これまでの議論・意見を整理した内容であり特段の反対意見は出ていませんが、次のような意見・注文も出ています。

●全般について
▼自治体によるバラつきが生じないような配慮が重要である(川田力也構成員:民間介護事業推進委員会代表委員)—

●情報公表について
▼例えば「地域の介護サービスを利用可能である」「要介護者や認知症患者への対応が可能である」等の情報をホーム側が公表することが重要である(高野龍昭構成員:東洋大学福祉社会デザイン学部教授)—

●登録制について
▼施設が「中重度者対応」などを謳っている場合や、中重度者等が後に入所した場合にも「登録制」の適用や「人員配置等の基準遵守」が求められる(井上由起子座長代理:日本社会事業大学専門職大学院教授)▼登録制等の対象を「中重度者が入所する施設」などに限定した場合、それ以外のホームは現状どおり届け出制となるのだろうか。

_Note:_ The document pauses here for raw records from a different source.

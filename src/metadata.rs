//! 上传记录的元数据存储：JSON 文件与内存实现，以及串行化写入的账本。

use async_trait::async_trait;
use chrono::{SecondsFormat, Utc};
use serde::{Deserialize, Deserializer, Serialize};
use serde_json::{Map, Value};
use std::fmt;
use std::io::{self, ErrorKind};
use std::path::{Path, PathBuf};
use std::sync::Arc;
use std::time::Duration;
use tokio::fs;
use tokio::sync::Mutex;
use tracing::{debug, warn};

use crate::atomic::write_atomic;

/// A single stored upload.
///
/// Records written by other tools may lack fields or carry extra ones;
/// missing fields read as empty strings and unknown keys are kept in
/// `extra` so they survive a rewrite.
#[derive(Clone, Debug, PartialEq, Eq, Serialize, Deserialize)]
#[serde(rename_all = "camelCase")]
pub struct UploadRecord {
    #[serde(default, deserialize_with = "lenient_string")]
    pub filename: String,
    #[serde(default, deserialize_with = "lenient_string")]
    pub path: String,
    #[serde(default, deserialize_with = "lenient_string")]
    pub device_id: String,
    #[serde(default, deserialize_with = "lenient_string")]
    pub timestamp: String,
    #[serde(flatten)]
    pub extra: Map<String, Value>,
}

/// 非字符串值按其 JSON 文本保存。
fn lenient_string<'de, D>(deserializer: D) -> Result<String, D::Error>
where
    D: Deserializer<'de>,
{
    Ok(match Value::deserialize(deserializer)? {
        Value::String(value) => value,
        Value::Null => String::new(),
        other => other.to_string(),
    })
}

impl UploadRecord {
    /// 以当前 UTC 时间创建记录。
    pub fn new(filename: String, path: String, device_id: String) -> Self {
        Self {
            filename,
            path,
            device_id,
            timestamp: Utc::now().to_rfc3339_opts(SecondsFormat::Millis, true),
            extra: Map::new(),
        }
    }

    fn same_upload(&self, other: &UploadRecord) -> bool {
        self.filename == other.filename && self.device_id == other.device_id
    }
}

#[derive(Debug)]
pub enum MetadataError {
    Io(io::Error),
    Serialize(serde_json::Error),
    LockTimeout,
}

impl fmt::Display for MetadataError {
    fn fmt(&self, f: &mut fmt::Formatter<'_>) -> fmt::Result {
        match self {
            MetadataError::Io(err) => write!(f, "{err}"),
            MetadataError::Serialize(err) => write!(f, "failed to serialize metadata: {err}"),
            MetadataError::LockTimeout => write!(f, "metadata store is busy"),
        }
    }
}

impl std::error::Error for MetadataError {}

impl From<io::Error> for MetadataError {
    fn from(err: io::Error) -> Self {
        MetadataError::Io(err)
    }
}

impl From<serde_json::Error> for MetadataError {
    fn from(err: serde_json::Error) -> Self {
        MetadataError::Serialize(err)
    }
}

/// Persistence for the full, insertion-ordered record collection.
///
/// There is no partial update: `save` always replaces everything that
/// `load` would return.
#[async_trait]
pub trait MetadataStore: Send + Sync + 'static {
    /// Returns every stored record. A missing or unreadable collection
    /// yields an empty list rather than an error.
    async fn load(&self) -> Vec<UploadRecord>;

    /// Replaces the stored collection with `records`.
    async fn save(&self, records: &[UploadRecord]) -> Result<(), MetadataError>;
}

/// 以单个 JSON 数组文件保存全部记录。
#[derive(Clone, Debug)]
pub struct JsonFileStore {
    path: PathBuf,
}

impl JsonFileStore {
    pub fn new(path: PathBuf) -> Self {
        Self { path }
    }

    pub fn path(&self) -> &Path {
        &self.path
    }

    /// 启动时确认元数据文件所在目录存在，避免上传落盘后才因保存失败返回 500。
    pub async fn check_parent(&self) -> io::Result<()> {
        let parent = match self.path.parent() {
            Some(parent) if !parent.as_os_str().is_empty() => parent,
            _ => return Ok(()),
        };
        let metadata = fs::metadata(parent).await.map_err(|err| {
            io::Error::new(
                err.kind(),
                format!("metadata directory {}: {err}", parent.display()),
            )
        })?;
        if !metadata.is_dir() {
            return Err(io::Error::new(
                ErrorKind::InvalidInput,
                format!("metadata directory {} is not a directory", parent.display()),
            ));
        }
        Ok(())
    }
}

#[async_trait]
impl MetadataStore for JsonFileStore {
    async fn load(&self) -> Vec<UploadRecord> {
        let bytes = match fs::read(&self.path).await {
            Ok(bytes) => bytes,
            Err(err) if err.kind() == ErrorKind::NotFound => return Vec::new(),
            Err(err) => {
                warn!(path = ?self.path, error = %err, "metadata unreadable, treating as empty");
                return Vec::new();
            }
        };
        let entries: Vec<Value> = match serde_json::from_slice(&bytes) {
            Ok(entries) => entries,
            Err(err) => {
                warn!(path = ?self.path, error = %err, "metadata corrupt, treating as empty");
                return Vec::new();
            }
        };
        let total = entries.len();
        let records: Vec<UploadRecord> = entries
            .into_iter()
            .filter_map(|entry| serde_json::from_value(entry).ok())
            .collect();
        if records.len() != total {
            warn!(
                path = ?self.path,
                skipped = total - records.len(),
                "metadata entries that are not objects were skipped"
            );
        }
        records
    }

    async fn save(&self, records: &[UploadRecord]) -> Result<(), MetadataError> {
        let contents = serde_json::to_vec_pretty(records)?;
        write_atomic(&self.path, &contents).await?;
        debug!(path = ?self.path, count = records.len(), "metadata saved");
        Ok(())
    }
}

/// 内存实现，进程退出即丢失。
#[derive(Debug, Default)]
pub struct MemoryStore {
    records: std::sync::Mutex<Vec<UploadRecord>>,
}

impl MemoryStore {
    pub fn new() -> Self {
        Self::default()
    }
}

#[async_trait]
impl MetadataStore for MemoryStore {
    async fn load(&self) -> Vec<UploadRecord> {
        match self.records.lock() {
            Ok(records) => records.clone(),
            Err(poisoned) => poisoned.into_inner().clone(),
        }
    }

    async fn save(&self, records: &[UploadRecord]) -> Result<(), MetadataError> {
        let mut guard = match self.records.lock() {
            Ok(guard) => guard,
            Err(poisoned) => poisoned.into_inner(),
        };
        *guard = records.to_vec();
        Ok(())
    }
}

/// Serialises read-modify-write cycles against a [`MetadataStore`].
pub struct Ledger {
    store: Arc<dyn MetadataStore>,
    lock: Mutex<()>,
    lock_timeout: Duration,
}

impl Ledger {
    pub fn new(store: Arc<dyn MetadataStore>, lock_timeout: Duration) -> Self {
        Self {
            store,
            lock: Mutex::new(()),
            lock_timeout,
        }
    }

    /// 读取全部记录。
    pub async fn records(&self) -> Vec<UploadRecord> {
        self.store.load().await
    }

    /// Appends `record` unless one with the same filename and device id
    /// already exists. Returns `true` when the record was added.
    pub async fn append_unique(&self, record: UploadRecord) -> Result<bool, MetadataError> {
        let _guard = tokio::time::timeout(self.lock_timeout, self.lock.lock())
            .await
            .map_err(|_| MetadataError::LockTimeout)?;

        let mut records = self.store.load().await;
        if records.iter().any(|existing| existing.same_upload(&record)) {
            debug!(filename = record.filename, "duplicate upload record skipped");
            return Ok(false);
        }
        records.push(record);
        self.store.save(&records).await?;
        Ok(true)
    }
}

impl fmt::Debug for Ledger {
    fn fmt(&self, f: &mut fmt::Formatter<'_>) -> fmt::Result {
        f.debug_struct("Ledger")
            .field("lock_timeout", &self.lock_timeout)
            .finish_non_exhaustive()
    }
}
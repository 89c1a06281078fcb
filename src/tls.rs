//! 可选的 HTTPS 证书加载。

use axum_server::tls_rustls::RustlsConfig;
use tracing::info;

use crate::config::Args;

/// 同时提供证书与私钥时构建 Rustls 配置，否则返回 `None`（仅启用 HTTP）。
pub async fn build_rustls_config(args: &Args) -> Result<Option<RustlsConfig>, std::io::Error> {
    match (&args.tls_cert, &args.tls_key) {
        (Some(cert), Some(key)) => {
            let config = RustlsConfig::from_pem_file(cert, key).await?;
            info!(cert, "loaded tls certificate");
            Ok(Some(config))
        }
        (None, None) => Ok(None),
        _ => Err(std::io::Error::new(
            std::io::ErrorKind::InvalidInput,
            "--tls-cert and --tls-key must be given together",
        )),
    }
}
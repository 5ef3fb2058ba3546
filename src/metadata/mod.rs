//! Metadata extraction from source images.
//!
//! Two views of the same file:
//!
//! - [`MetadataExtractor::extract_summary`] produces a normalised
//!   [`MetaData`] for import. It never fails: unreadable files fall back to
//!   the filesystem creation time, upright orientation and no tags.
//! - [`MetadataExtractor::extract_raw_segments`] returns every readable
//!   segment as [`ExifData`] for detailed inspection, without normalisation.
//!
//! ## Normalisation rules
//!
//! | Field | Source |
//! |---|---|
//! | `camera` | `Make` + `Model`, brand shortened and de-duplicated |
//! | `iso` | `PhotographicSensitivity`, first element if it is an array |
//! | `createdAt` | first of `DateTimeOriginal`, `DateTime`, `DateTimeDigitized`, `xmp:ModifyDate` |
//! | `orientation` | `Orientation`, default 1 |
//! | `imgWidthAssumed` | `PixelXDimension`/`PixelYDimension` when they differ from `ImageWidth`/`ImageLength` |
//! | `tags`, world fields | MakerNote [payload](payload) |

pub mod payload;
pub mod reader;

use chrono::{DateTime, Local, NaiveDateTime};
use log::{debug, warn};
use payload::{Permission, decode_payload};
use reader::{ExifData, ExifValue, KamadakReader, MetadataReader, ReadError, Segment};
use serde::Serialize;
use std::path::Path;

pub use reader::SegmentData;

/// Verbose EXIF brand strings and their short forms.
const SIMPLIFIED_BRAND_NAMES: &[(&str, &str)] = &[
    ("CASIO COMPUTER CO.,LTD.", "CASIO"),
    ("NIKON CORPORATION", "Nikon"),
    ("OLYMPUS IMAGING CORP.", "Olympus"),
];

/// Segments the summary needs.
const SUMMARY_SEGMENTS: &[Segment] = &[
    Segment::Ifd0,
    Segment::Exif,
    Segment::Xmp,
    Segment::MakerNote,
];

/// Normalised summary of a photo's metadata.
#[derive(Debug, Clone, Default, PartialEq, Serialize)]
#[serde(rename_all = "camelCase")]
pub struct MetaData {
    #[serde(skip_serializing_if = "Option::is_none")]
    pub img_width: Option<u32>,
    #[serde(skip_serializing_if = "Option::is_none")]
    pub img_height: Option<u32>,
    /// Lower-confidence dimensions; some cameras swap them when in-camera
    /// auto-rotation is disabled.
    #[serde(skip_serializing_if = "Option::is_none")]
    pub img_width_assumed: Option<u32>,
    #[serde(skip_serializing_if = "Option::is_none")]
    pub img_height_assumed: Option<u32>,
    #[serde(skip_serializing_if = "Option::is_none")]
    pub camera: Option<String>,
    /// Seconds.
    #[serde(skip_serializing_if = "Option::is_none")]
    pub exposure_time: Option<f64>,
    #[serde(skip_serializing_if = "Option::is_none")]
    pub iso: Option<u32>,
    /// F-number.
    #[serde(skip_serializing_if = "Option::is_none")]
    pub aperture: Option<f64>,
    /// Millimetres.
    #[serde(skip_serializing_if = "Option::is_none")]
    pub focal_length: Option<f64>,
    /// Local wall-clock time as recorded by the camera.
    #[serde(skip_serializing_if = "Option::is_none")]
    pub created_at: Option<NaiveDateTime>,
    /// EXIF orientation, 1 (upright) to 8.
    pub orientation: u16,
    pub tags: Vec<String>,
    #[serde(skip_serializing_if = "Option::is_none")]
    pub world_id: Option<String>,
    #[serde(skip_serializing_if = "Option::is_none")]
    pub world_name: Option<String>,
    #[serde(skip_serializing_if = "Option::is_none")]
    pub organizer: Option<String>,
    #[serde(skip_serializing_if = "Option::is_none")]
    pub permission: Option<Permission>,
}

/// Reads and normalises metadata through a [`MetadataReader`].
pub struct MetadataExtractor<R = KamadakReader> {
    reader: R,
}

impl MetadataExtractor<KamadakReader> {
    pub fn new() -> Self {
        Self::with_reader(KamadakReader::new())
    }
}

impl Default for MetadataExtractor<KamadakReader> {
    fn default() -> Self {
        Self::new()
    }
}

impl<R: MetadataReader> MetadataExtractor<R> {
    pub fn with_reader(reader: R) -> Self {
        Self { reader }
    }

    /// Normalised summary for `path`. Falls back to filesystem data on any
    /// read failure.
    pub fn extract_summary(&self, path: &Path) -> MetaData {
        match self.reader.read_segments(path, SUMMARY_SEGMENTS, false) {
            Ok(data) => summarize(&data),
            Err(e) => {
                warn!(
                    "Reading EXIF data from {} failed, continuing without: {}",
                    path.display(),
                    e
                );
                fallback_metadata(path)
            }
        }
    }

    /// All readable segments of `path`, or `None` if nothing could be read.
    pub fn extract_raw_segments(&self, path: &Path) -> Option<ExifData> {
        match self.reader.read_segments(path, &Segment::ALL, true) {
            Ok(data) => Some(data),
            Err(ReadError::NoMetadata(_)) => None,
            Err(e) => {
                debug!("Raw metadata of {} unavailable: {}", path.display(), e);
                None
            }
        }
    }
}

fn fallback_metadata(path: &Path) -> MetaData {
    let created_at = std::fs::metadata(path)
        .and_then(|m| m.created().or_else(|_| m.modified()))
        .ok()
        .map(|time| DateTime::<Local>::from(time).naive_local());
    MetaData {
        created_at,
        orientation: 1,
        ..MetaData::default()
    }
}

/// Look a key up in the first segment that has it.
fn lookup<'a>(data: &'a ExifData, segments: &[Segment], key: &str) -> Option<&'a ExifValue> {
    segments.iter().find_map(|s| data.get(*s, key))
}

fn text<'a>(data: &'a ExifData, key: &str) -> Option<&'a str> {
    lookup(data, &[Segment::Ifd0, Segment::Exif], key)
        .and_then(ExifValue::as_text)
        .map(|s| s.trim_end_matches('\0'))
        .filter(|s| !s.trim().is_empty())
}

fn number(data: &ExifData, key: &str) -> Option<f64> {
    lookup(data, &[Segment::Ifd0, Segment::Exif], key)
        .and_then(ExifValue::first_number)
        .filter(|n| n.is_finite())
}

fn dimension(data: &ExifData, key: &str) -> Option<u32> {
    number(data, key)
        .filter(|n| *n > 0.0)
        .map(|n| n as u32)
}

/// Join make and model into one camera name.
///
/// ```text
/// Make = 'Canon', Model = 'Canon EOS 30D'                → 'Canon EOS 30D'
/// Make = 'SONY', Model = 'DSC-N2'                        → 'SONY DSC-N2'
/// Make = 'NIKON CORPORATION', Model = 'NIKON D7200'      → 'Nikon D7200'
/// Make = 'CASIO COMPUTER CO.,LTD.', Model = 'EX-Z5     ' → 'CASIO EX-Z5'
/// ```
pub fn normalize_camera(make: Option<&str>, model: Option<&str>) -> Option<String> {
    let (Some(make), Some(model)) = (make, model) else {
        return model.map(str::to_string);
    };

    let brand = make.trim();
    let brand = SIMPLIFIED_BRAND_NAMES
        .iter()
        .find(|(verbose, _)| *verbose == brand)
        .map_or(brand, |(_, short)| *short);

    let model = match model.get(..brand.len()) {
        Some(prefix) if prefix.eq_ignore_ascii_case(brand) => &model[brand.len()..],
        _ => model,
    };

    Some(format!("{} {}", brand, model.trim()))
}

/// Parse an EXIF (`2021:07:04 18:30:00`) or ISO 8601 timestamp.
fn parse_timestamp(value: &str) -> Option<NaiveDateTime> {
    let value = value.trim();
    NaiveDateTime::parse_from_str(value, "%Y:%m:%d %H:%M:%S")
        .ok()
        .or_else(|| DateTime::parse_from_rfc3339(value).ok().map(|dt| dt.naive_local()))
        .or_else(|| NaiveDateTime::parse_from_str(value, "%Y-%m-%dT%H:%M:%S%.f").ok())
        .or_else(|| NaiveDateTime::parse_from_str(value, "%Y-%m-%dT%H:%M:%S").ok())
}

fn created_at(data: &ExifData) -> Option<NaiveDateTime> {
    let candidates = [
        text(data, "DateTimeOriginal"),
        text(data, "DateTime"),
        text(data, "DateTimeDigitized"),
        data.get(Segment::Xmp, "xmp:ModifyDate")
            .and_then(ExifValue::as_text),
    ];
    candidates.into_iter().flatten().find_map(parse_timestamp)
}

/// Payload text stored in the MakerNote, if any.
fn maker_note(data: &ExifData) -> Option<String> {
    let bytes = data.bytes(Segment::MakerNote)?;
    let text = String::from_utf8_lossy(bytes);
    let text = text.trim_matches(char::from(0)).trim();
    (!text.is_empty()).then(|| text.to_string())
}

fn summarize(data: &ExifData) -> MetaData {
    let img_width = dimension(data, "ImageWidth");
    let img_height = dimension(data, "ImageLength");

    let mut meta = MetaData {
        img_width,
        img_height,
        camera: normalize_camera(text(data, "Make"), text(data, "Model")),
        exposure_time: number(data, "ExposureTime"),
        iso: number(data, "PhotographicSensitivity").map(|n| n as u32),
        aperture: number(data, "FNumber"),
        focal_length: number(data, "FocalLength"),
        created_at: created_at(data),
        orientation: number(data, "Orientation")
            .map(|n| n as u16)
            .filter(|o| *o != 0)
            .unwrap_or(1),
        ..MetaData::default()
    };

    if let (Some(w), Some(h)) = (
        dimension(data, "PixelXDimension"),
        dimension(data, "PixelYDimension"),
    ) && (Some(w), Some(h)) != (img_width, img_height)
    {
        meta.img_width_assumed = Some(w);
        meta.img_height_assumed = Some(h);
    }

    if let Some(note) = maker_note(data) {
        match decode_payload(&note) {
            Ok(payload) => {
                meta.tags = payload.tags();
                meta.world_id = Some(payload.room.world_id);
                meta.world_name = Some(payload.room.world_name);
                meta.organizer = payload.room.organizer;
                meta.permission = payload.room.permission;
            }
            Err(e) => warn!("Ignoring undecodable MakerNote payload: {}", e),
        }
    }

    meta
}
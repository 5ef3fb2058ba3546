//! Pure Rust image codec backend.
//!
//! ## Crate mapping
//!
//! | Operation | Crate / function |
//! |---|---|
//! | Decode (JPEG, PNG, TIFF, WebP) | `image` crate (pure Rust decoders) |
//! | EXIF orientation | `ImageDecoder::orientation` + `DynamicImage::apply_orientation` |
//! | Rotate | `DynamicImage::rotate90` / `rotate180` / `rotate270` |
//! | Crop | `DynamicImage::crop_imm` |
//! | Resize | `DynamicImage::resize` (aspect-fit) with `Lanczos3` filter |
//! | Encode → JPEG / PNG | `image::codecs::{jpeg, png}` |
//! | Encode → WebP | `webp` (libwebp, lossy with quality) |

use super::backend::{BackendError, Dimensions, ImageBackend};
use super::params::{Quality, RenderParams};
use crate::types::{OutputFormat, QuarterTurns};
use image::codecs::jpeg::JpegEncoder;
use image::codecs::png::PngEncoder;
use image::imageops::FilterType;
use image::metadata::Orientation;
use image::{DynamicImage, ImageDecoder, ImageReader};
use std::path::Path;

/// File extensions this backend can decode.
pub const SUPPORTED_EXTENSIONS: &[&str] = &["jpg", "jpeg", "png", "tif", "tiff", "webp"];

/// Pure Rust backend using the `image` crate ecosystem.
///
/// See the [module docs](self) for the crate-to-operation mapping.
pub struct RustBackend;

impl RustBackend {
    pub fn new() -> Self {
        Self
    }
}

impl Default for RustBackend {
    fn default() -> Self {
        Self::new()
    }
}

/// Whether `path` has an extension this backend decodes.
pub fn is_supported_image(path: &Path) -> bool {
    path.extension()
        .and_then(|e| e.to_str())
        .is_some_and(|ext| {
            SUPPORTED_EXTENSIONS
                .iter()
                .any(|known| known.eq_ignore_ascii_case(ext))
        })
}

fn swaps_axes(orientation: Orientation) -> bool {
    matches!(
        orientation,
        Orientation::Rotate90
            | Orientation::Rotate270
            | Orientation::Rotate90FlipH
            | Orientation::Rotate270FlipH
    )
}

fn decode_failed(path: &Path, e: image::ImageError) -> BackendError {
    BackendError::ProcessingFailed(format!("Failed to decode {}: {}", path.display(), e))
}

/// Load and decode an image from disk, applying its EXIF orientation.
fn load_oriented(path: &Path) -> Result<DynamicImage, BackendError> {
    let mut decoder = ImageReader::open(path)?
        .with_guessed_format()?
        .into_decoder()
        .map_err(|e| decode_failed(path, e))?;
    let orientation = decoder.orientation().unwrap_or(Orientation::NoTransforms);
    let mut img = DynamicImage::from_decoder(decoder).map_err(|e| decode_failed(path, e))?;
    img.apply_orientation(orientation);
    Ok(img)
}

fn rotate(img: DynamicImage, turns: Option<QuarterTurns>) -> DynamicImage {
    match turns {
        Some(QuarterTurns::One) => img.rotate90(),
        Some(QuarterTurns::Two) => img.rotate180(),
        Some(QuarterTurns::Three) => img.rotate270(),
        None => img,
    }
}

/// Encode to the requested format. Quality is ignored for PNG.
fn encode(img: &DynamicImage, format: OutputFormat, quality: Quality) -> Result<Vec<u8>, BackendError> {
    let mut buf = Vec::new();
    let result = match format {
        OutputFormat::Jpg => {
            // JPEG has no alpha channel
            let rgb = DynamicImage::ImageRgb8(img.to_rgb8());
            let encoder = JpegEncoder::new_with_quality(&mut buf, quality.value() as u8);
            rgb.write_with_encoder(encoder)
        }
        OutputFormat::Png => img.write_with_encoder(PngEncoder::new(&mut buf)),
        OutputFormat::Webp => return Ok(encode_webp(img, quality)),
    };
    result.map_err(|e| BackendError::ProcessingFailed(format!("{format} encode failed: {e}")))?;
    Ok(buf)
}

/// Lossy WebP via libwebp. `image`'s own WebP encoder is lossless-only.
fn encode_webp(img: &DynamicImage, quality: Quality) -> Vec<u8> {
    let rgba = img.to_rgba8();
    let encoder = webp::Encoder::from_rgba(rgba.as_raw(), rgba.width(), rgba.height());
    encoder.encode(quality.value() as f32).to_vec()
}

impl ImageBackend for RustBackend {
    fn identify(&self, path: &Path) -> Result<Dimensions, BackendError> {
        let mut decoder = ImageReader::open(path)?
            .with_guessed_format()?
            .into_decoder()
            .map_err(|e| {
                BackendError::ProcessingFailed(format!("Failed to read dimensions: {}", e))
            })?;
        let (width, height) = decoder.dimensions();
        let orientation = decoder.orientation().unwrap_or(Orientation::NoTransforms);
        Ok(if swaps_axes(orientation) {
            Dimensions {
                width: height,
                height: width,
            }
        } else {
            Dimensions { width, height }
        })
    }

    fn render(&self, params: &RenderParams) -> Result<Vec<u8>, BackendError> {
        let img = load_oriented(&params.source)?;
        let img = rotate(img, params.rotation);

        let img = match params.crop {
            Some(region) => img.crop_imm(region.left, region.top, region.width, region.height),
            None => img,
        };

        let img = match params.target {
            Some(target) => img.resize(target.width, target.height, FilterType::Lanczos3),
            None => img,
        };

        encode(&img, params.format, params.quality)
    }
}

#[cfg(test)]
mod tests {
    use super::*;
    use crate::imaging::calculations::CropRegion;
    use crate::test_helpers::{ExifEntry, create_test_jpeg, write_jpeg_with_exif};
    use crate::types::Size;
    use image::GenericImageView;

    fn params(source: &Path, format: OutputFormat) -> RenderParams {
        RenderParams {
            source: source.to_path_buf(),
            rotation: None,
            crop: None,
            target: None,
            format,
            quality: Quality::new(85),
        }
    }

    fn decoded_dims(bytes: &[u8]) -> (u32, u32) {
        image::load_from_memory(bytes).unwrap().dimensions()
    }

    #[test]
    fn supported_extensions_are_case_insensitive() {
        assert!(is_supported_image(Path::new("a/IMG_0001.JPG")));
        assert!(is_supported_image(Path::new("scan.tiff")));
        assert!(!is_supported_image(Path::new("clip.mov")));
        assert!(!is_supported_image(Path::new("no_extension")));
    }

    #[test]
    fn identify_synthetic_jpeg() {
        let tmp = tempfile::TempDir::new().unwrap();
        let path = tmp.path().join("test.jpg");
        create_test_jpeg(&path, 200, 150);

        let backend = RustBackend::new();
        let dims = backend.identify(&path).unwrap();
        assert_eq!(dims.width, 200);
        assert_eq!(dims.height, 150);
    }

    #[test]
    fn identify_applies_exif_orientation() {
        let tmp = tempfile::TempDir::new().unwrap();
        let path = tmp.path().join("rotated.jpg");
        // Orientation 6 = rotate 90° clockwise to display
        write_jpeg_with_exif(&path, 200, 100, &[ExifEntry::short(0x0112, 6)], &[]);

        let dims = RustBackend::new().identify(&path).unwrap();
        assert_eq!((dims.width, dims.height), (100, 200));
    }

    #[test]
    fn identify_nonexistent_file_errors() {
        let backend = RustBackend::new();
        let result = backend.identify(Path::new("/nonexistent/image.jpg"));
        assert!(matches!(result, Err(BackendError::Io(_))));
    }

    #[test]
    fn render_plain_png_keeps_size() {
        let tmp = tempfile::TempDir::new().unwrap();
        let source = tmp.path().join("source.jpg");
        create_test_jpeg(&source, 120, 80);

        let bytes = RustBackend::new()
            .render(&params(&source, OutputFormat::Png))
            .unwrap();
        assert_eq!(decoded_dims(&bytes), (120, 80));
    }

    #[test]
    fn render_quarter_turn_swaps_dimensions() {
        let tmp = tempfile::TempDir::new().unwrap();
        let source = tmp.path().join("source.jpg");
        create_test_jpeg(&source, 200, 100);

        let bytes = RustBackend::new()
            .render(&RenderParams {
                rotation: Some(QuarterTurns::One),
                ..params(&source, OutputFormat::Png)
            })
            .unwrap();
        assert_eq!(decoded_dims(&bytes), (100, 200));
    }

    #[test]
    fn render_crops_after_rotation() {
        let tmp = tempfile::TempDir::new().unwrap();
        let source = tmp.path().join("source.jpg");
        create_test_jpeg(&source, 200, 100);

        // After a quarter turn the canvas is 100x200; a 60x150 region fits only then
        let bytes = RustBackend::new()
            .render(&RenderParams {
                rotation: Some(QuarterTurns::Three),
                crop: Some(CropRegion {
                    left: 20,
                    top: 30,
                    width: 60,
                    height: 150,
                }),
                ..params(&source, OutputFormat::Png)
            })
            .unwrap();
        assert_eq!(decoded_dims(&bytes), (60, 150));
    }

    #[test]
    fn render_resize_is_aspect_fit() {
        let tmp = tempfile::TempDir::new().unwrap();
        let source = tmp.path().join("source.jpg");
        create_test_jpeg(&source, 400, 300);

        // Custom width 200 → oversized height bound leaves height free
        let bytes = RustBackend::new()
            .render(&RenderParams {
                target: Some(Size::new(200, 20_000)),
                ..params(&source, OutputFormat::Jpg)
            })
            .unwrap();
        assert_eq!(decoded_dims(&bytes), (200, 150));
    }

    #[test]
    fn render_webp_output_decodes() {
        let tmp = tempfile::TempDir::new().unwrap();
        let source = tmp.path().join("source.jpg");
        create_test_jpeg(&source, 300, 200);

        let bytes = RustBackend::new()
            .render(&RenderParams {
                target: Some(Size::new(150, 150)),
                ..params(&source, OutputFormat::Webp)
            })
            .unwrap();
        assert_eq!(&bytes[0..4], b"RIFF");
        assert_eq!(decoded_dims(&bytes), (150, 100));
    }

    #[test]
    fn render_is_deterministic() {
        let tmp = tempfile::TempDir::new().unwrap();
        let source = tmp.path().join("source.jpg");
        create_test_jpeg(&source, 160, 90);
        let p = RenderParams {
            rotation: Some(QuarterTurns::Two),
            target: Some(Size::new(80, 80)),
            ..params(&source, OutputFormat::Png)
        };

        let backend = RustBackend::new();
        assert_eq!(backend.render(&p).unwrap(), backend.render(&p).unwrap());
    }

    #[test]
    fn render_corrupt_source_errors() {
        let tmp = tempfile::TempDir::new().unwrap();
        let source = tmp.path().join("broken.jpg");
        std::fs::write(&source, b"definitely not a jpeg").unwrap();

        let result = RustBackend::new().render(&params(&source, OutputFormat::Jpg));
        assert!(matches!(result, Err(BackendError::ProcessingFailed(_))));
    }
}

両者には大きなギャップがあり、「規制逃れ」などが生じないように留意する必要がある(中澤俊勝構成員:全国有料老人ホーム協会理事長、高齢者住まい事業者団体連合会副代表幹事)▼有料老人ホーム入居者は、誰しもが要介護状態に陥るリスクを抱えており、すべての有料老人ホームを登録制等の対象にすべきではないか(江澤和彦構成員:日本医師会常任理事)▼登録制については「新規開設者」だけではなく、「既存事業者」も対象とすべき。ただし経過措置などは適切に設けるべき(川田構成員、中澤構成員、倉田賀世構成員:熊本大学法学部教授)—

●契約内容の明確化など
▼契約内容の明確化等は「入居者の保護」と同様に、過剰介護等を防止する意味で「ホーム、ホームスタッフの保護」にもつながる点に留意すべき(矢田尚子構成員:日本大学法学部准教授)

●適正なサービスの確保について
▼いわゆる「囲い込み」防止のため、介護相談員派遣事業(市町村から派遣された相談員が入居者の声を聴いて、トラブル等を解決する事業)の活性化を図ってはどうか(高野構成員)▼「ホーム指定のケアマネ事業所、訪問介護事業所などを利用することを条件に家賃を低く設定している」ようなケースでは、新たな仕組みによって「家賃が高額になり、入居者が退去せざるを得なくなる」事態が生じかねない。そうした事態への対応を検討しておくべき(濵田和則構成員:日本介護支援専門員協会副会長)—



今後、こうした意見を踏まえて駒村座長と厚労省で「とりまとめ素案」の内容を調整し、パブリックコメントを募集。その後、パブリックコメントの内容も踏まえて検討会でさらに議論し、今秋(2025年秋)の意見とりまとめをめざします(その後、社会保障審議会・介護保険部会等における介護保険制度改革論議につなげられる、関連記事はこちら)。